Requirement
NIST SP 800-171 REV.2 / CMMC 2.0 Level 2 - Control - AC.L2-3.1.20 – Verify and control/limit connections to and use of external information systems.
Understanding the Requirement
This control requires an organization to identify when users or systems connect to external information systems (for example personal smartphones, hotel computers, or cloud file services), verify that those connections and uses are allowed, and then control or limit them so that Controlled Unclassified Information (CUI) is not processed on unauthorized systems. The objective is to maintain an inventory of external connections and uses, validate compliance with security requirements, and apply technical and policy controls to prevent unauthorized access or data movement. This guidance aligns with the NIST SP 800-171 REV.2 / CMMC 2.0 Level 2 framework and is focused on preventing CUI from being stored or processed on non-approved systems unless a documented exception that meets security requirements exists.
Technical Implementation
- Inventory and policy baseline: Maintain a simple inventory of approved devices and external systems (including allowed cloud services). Publish a clear BYOD and remote access policy that states employees must not process CUI on non-approved devices and describes the exception process.
- Network segmentation and guest isolation: Use VLANs or separate SSIDs to isolate corporate resources from guest/consumer traffic. Ensure guest Wi‑Fi is on a separate network with no access to internal file shares or management interfaces.
- Network access control (NAC) / 802.1X: For larger sites, deploy 802.1X with RADIUS to ensure only domain-joined or authenticated corporate devices can access the corporate LAN. For very small networks, use MAC filtering combined with a whitelist of company devices and strong Wi‑Fi WPA2/WPA3 encryption.

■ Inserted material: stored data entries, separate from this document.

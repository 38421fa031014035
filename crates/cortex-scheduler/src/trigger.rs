//! Trigger semantics for DB-configured schedules.
//!
//! `next_run` works on naive local wall time; the engine converts to UTC at
//! the storage boundary. Daily/weekly/monthly results are strictly after
//! the reference instant; interval results are exactly `reference + n`.

use chrono::{Datelike, Duration, NaiveDate, NaiveDateTime, NaiveTime};
use serde::{Deserialize, Serialize};

use cortex_store::{Row, RowExt};

#[derive(Debug, Clone, Copy, PartialEq, Eq, Serialize, Deserialize)]
#[serde(tag = "type", rename_all = "snake_case")]
pub enum Trigger {
    /// Every `minutes` from the last completion.
    Interval { minutes: u32 },
    /// Every day at `time`.
    Daily { time: NaiveTime },
    /// Every week on `weekday` (0 = Monday … 6 = Sunday) at `time`.
    Weekly { weekday: u8, time: NaiveTime },
    /// Every month on `day` at `time`. Months without that day are skipped;
    /// the trigger rolls forward to the next month that has it.
    Monthly { day: u8, time: NaiveTime },
}

impl Trigger {
    /// Build from a joined schedules row. Returns None when the row is
    /// incomplete for its type.
    pub fn from_schedule_row(row: &Row) -> Option<Trigger> {
        let schedule_type = row.str_opt("type")?;
        match schedule_type {
            "interval" => {
                let minutes = row.i64_opt("interval_minutes")?;
                (minutes > 0).then(|| Trigger::Interval {
                    minutes: minutes as u32,
                })
            }
            "daily" => Some(Trigger::Daily {
                time: parse_time(row.str_opt("time_of_day")?)?,
            }),
            "weekly" => Some(Trigger::Weekly {
                weekday: row.i64_opt("day_of_week").unwrap_or(0).clamp(0, 6) as u8,
                time: parse_time(row.str_opt("time_of_day")?)?,
            }),
            "monthly" => Some(Trigger::Monthly {
                day: row.i64_opt("day_of_month").unwrap_or(1).clamp(1, 31) as u8,
                time: parse_time(row.str_opt("time_of_day")?)?,
            }),
            _ => None,
        }
    }

    /// Next execution instant after `reference`.
    pub fn next_run(&self, reference: NaiveDateTime) -> Option<NaiveDateTime> {
        match *self {
            Trigger::Interval { minutes } => {
                Some(reference + Duration::minutes(minutes as i64))
            }

            Trigger::Daily { time } => {
                let candidate = reference.date().and_time(time);
                if candidate > reference {
                    Some(candidate)
                } else {
                    Some(candidate + Duration::days(1))
                }
            }

            Trigger::Weekly { weekday, time } => {
                let today = reference.date().weekday().num_days_from_monday() as i64;
                let mut ahead = weekday as i64 - today;
                if ahead < 0 {
                    ahead += 7;
                }
                let mut candidate = (reference.date() + Duration::days(ahead)).and_time(time);
                if candidate <= reference {
                    candidate += Duration::days(7);
                }
                Some(candidate)
            }

            Trigger::Monthly { day, time } => {
                let mut year = reference.year();
                let mut month = reference.month();
                // Bounded: even day 31 recurs within a few months.
                for _ in 0..48 {
                    if let Some(date) = NaiveDate::from_ymd_opt(year, month, day as u32) {
                        let candidate = date.and_time(time);
                        if candidate > reference {
                            return Some(candidate);
                        }
                    }
                    month += 1;
                    if month > 12 {
                        month = 1;
                        year += 1;
                    }
                }
                None
            }
        }
    }
}

fn parse_time(raw: &str) -> Option<NaiveTime> {
    NaiveTime::parse_from_str(raw, "%H:%M")
        .or_else(|_| NaiveTime::parse_from_str(raw, "%H:%M:%S"))
        .ok()
}

#[cfg(test)]
mod tests {
    use super::*;

    fn at(s: &str) -> NaiveDateTime {
        NaiveDateTime::parse_from_str(s, "%Y-%m-%d %H:%M").unwrap()
    }

    fn time(s: &str) -> NaiveTime {
        NaiveTime::parse_from_str(s, "%H:%M").unwrap()
    }

    #[test]
    fn interval_is_exactly_reference_plus_minutes() {
        let t = Trigger::Interval { minutes: 30 };
        assert_eq!(t.next_run(at("2026-01-12 06:00")), Some(at("2026-01-12 06:30")));
    }

    #[test]
    fn daily_before_the_time_fires_today() {
        let t = Trigger::Daily { time: time("07:00") };
        assert_eq!(t.next_run(at("2026-01-12 06:00")), Some(at("2026-01-12 07:00")));
    }

    #[test]
    fn daily_after_the_time_fires_tomorrow() {
        let t = Trigger::Daily { time: time("07:00") };
        assert_eq!(t.next_run(at("2026-01-12 08:00")), Some(at("2026-01-13 07:00")));
    }

    #[test]
    fn daily_at_the_exact_time_fires_tomorrow() {
        let t = Trigger::Daily { time: time("07:00") };
        assert_eq!(t.next_run(at("2026-01-12 07:00")), Some(at("2026-01-13 07:00")));
    }

    #[test]
    fn weekly_rolls_to_next_monday() {
        // Tuesday 2026-01-13 → next Monday 2026-01-19.
        let t = Trigger::Weekly {
            weekday: 0,
            time: time("08:00"),
        };
        assert_eq!(t.next_run(at("2026-01-13 10:00")), Some(at("2026-01-19 08:00")));
    }

    #[test]
    fn weekly_same_day_before_time_fires_today() {
        // Monday morning, trigger Monday 08:00.
        let t = Trigger::Weekly {
            weekday: 0,
            time: time("08:00"),
        };
        assert_eq!(t.next_run(at("2026-01-12 07:00")), Some(at("2026-01-12 08:00")));
    }

    #[test]
    fn weekly_same_day_after_time_adds_seven_days() {
        let t = Trigger::Weekly {
            weekday: 0,
            time: time("08:00"),
        };
        assert_eq!(t.next_run(at("2026-01-12 09:00")), Some(at("2026-01-19 08:00")));
    }

    #[test]
    fn monthly_rolls_forward_to_the_first() {
        let t = Trigger::Monthly {
            day: 1,
            time: time("09:00"),
        };
        assert_eq!(t.next_run(at("2026-01-15 12:00")), Some(at("2026-02-01 09:00")));
    }

    #[test]
    fn monthly_day_31_skips_short_months() {
        let t = Trigger::Monthly {
            day: 31,
            time: time("09:00"),
        };
        // From Feb 1st: February and April have no 31st.
        assert_eq!(t.next_run(at("2026-02-01 00:00")), Some(at("2026-03-31 09:00")));
        assert_eq!(t.next_run(at("2026-03-31 10:00")), Some(at("2026-05-31 09:00")));
    }

    #[test]
    fn next_run_is_strictly_in_the_future() {
        let reference = at("2026-01-12 07:00");
        for trigger in [
            Trigger::Daily { time: time("07:00") },
            Trigger::Weekly { weekday: 0, time: time("07:00") },
            Trigger::Monthly { day: 12, time: time("07:00") },
        ] {
            let next = trigger.next_run(reference).unwrap();
            assert!(next > reference, "{trigger:?} produced {next}");
        }
    }

    #[test]
    fn schedule_rows_parse_into_triggers() {
        let mut row = Row::new();
        row.insert("type".into(), "weekly".into());
        row.insert("time_of_day".into(), "08:00".into());
        row.insert("day_of_week".into(), 0.into());
        assert_eq!(
            Trigger::from_schedule_row(&row),
            Some(Trigger::Weekly {
                weekday: 0,
                time: time("08:00")
            })
        );

        let mut row = Row::new();
        row.insert("type".into(), "interval".into());
        row.insert("interval_minutes".into(), 0.into());
        assert_eq!(Trigger::from_schedule_row(&row), None);
    }
}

- Endpoint posture checks and Conditional Access: Enforce endpoint compliance before granting access. For Microsoft 365 customers, enable Conditional Access to restrict access to domain-joined or compliant devices, require MFA, and block legacy authentication. Use posture checks from VPN or cloud gateways to block non-compliant endpoints.
- Mobile device management (MDM) and containerization: Require MDM for any smartphone/tablet connecting to corporate email or cloud storage. Use MDM to enforce PINs, full-disk encryption, and restrict copy/paste or sync of corporate files to personal clouds. Use managed containers for corporate data on BYOD.
- Logging, monitoring and exception handling: Log connections to cloud storage and remote access systems, alert on unusual syncs or downloads, and require a documented, approved exception for any external device that will process CUI. Periodically review approved devices and revoke access when devices fall out of compliance.
Example in a Small or Medium Business
Acme Engineering handles CUI for government contracts and recently rolled out a policy banning CUI on personal devices. The IT team created an approved device list and used a small cloud access security broker (CASB) plus Microsoft Conditional Access to block OneDrive sync from unregistered machines. When an engineer tries to sync her corporate OneDrive to a personal laptop, the CASB blocks the sync and displays a message explaining the policy and how to request an exception. For mobile access, Acme requires employees to enroll phones in MDM, which enforces a PIN and device encryption; only enrolled phones can receive corporate email via Exchange Online. The network is segmented: guest Wi‑Fi used by contractors is isolated and cannot reach file servers or VPN concentrators. IT runs weekly logs to spot attempted access from unknown devices and a simple ticket-based exception process allows temporary, audited access for approved contractors who meet security checks. Managers and IT review the approved device inventory quarterly to remove stale entries and reduce risk.
Summary
Combining clear policy (no CUI on personal devices unless approved) with technical controls—network segmentation, NAC/802.1X or MAC whitelisting, Conditional Access, MDM, and monitoring—lets SMBs reliably identify, verify, and control connections to external information systems. These measures prevent unauthorized processing of CUI, provide an auditable exception process, and keep your corporate resources accessible only to approved, compliant devices.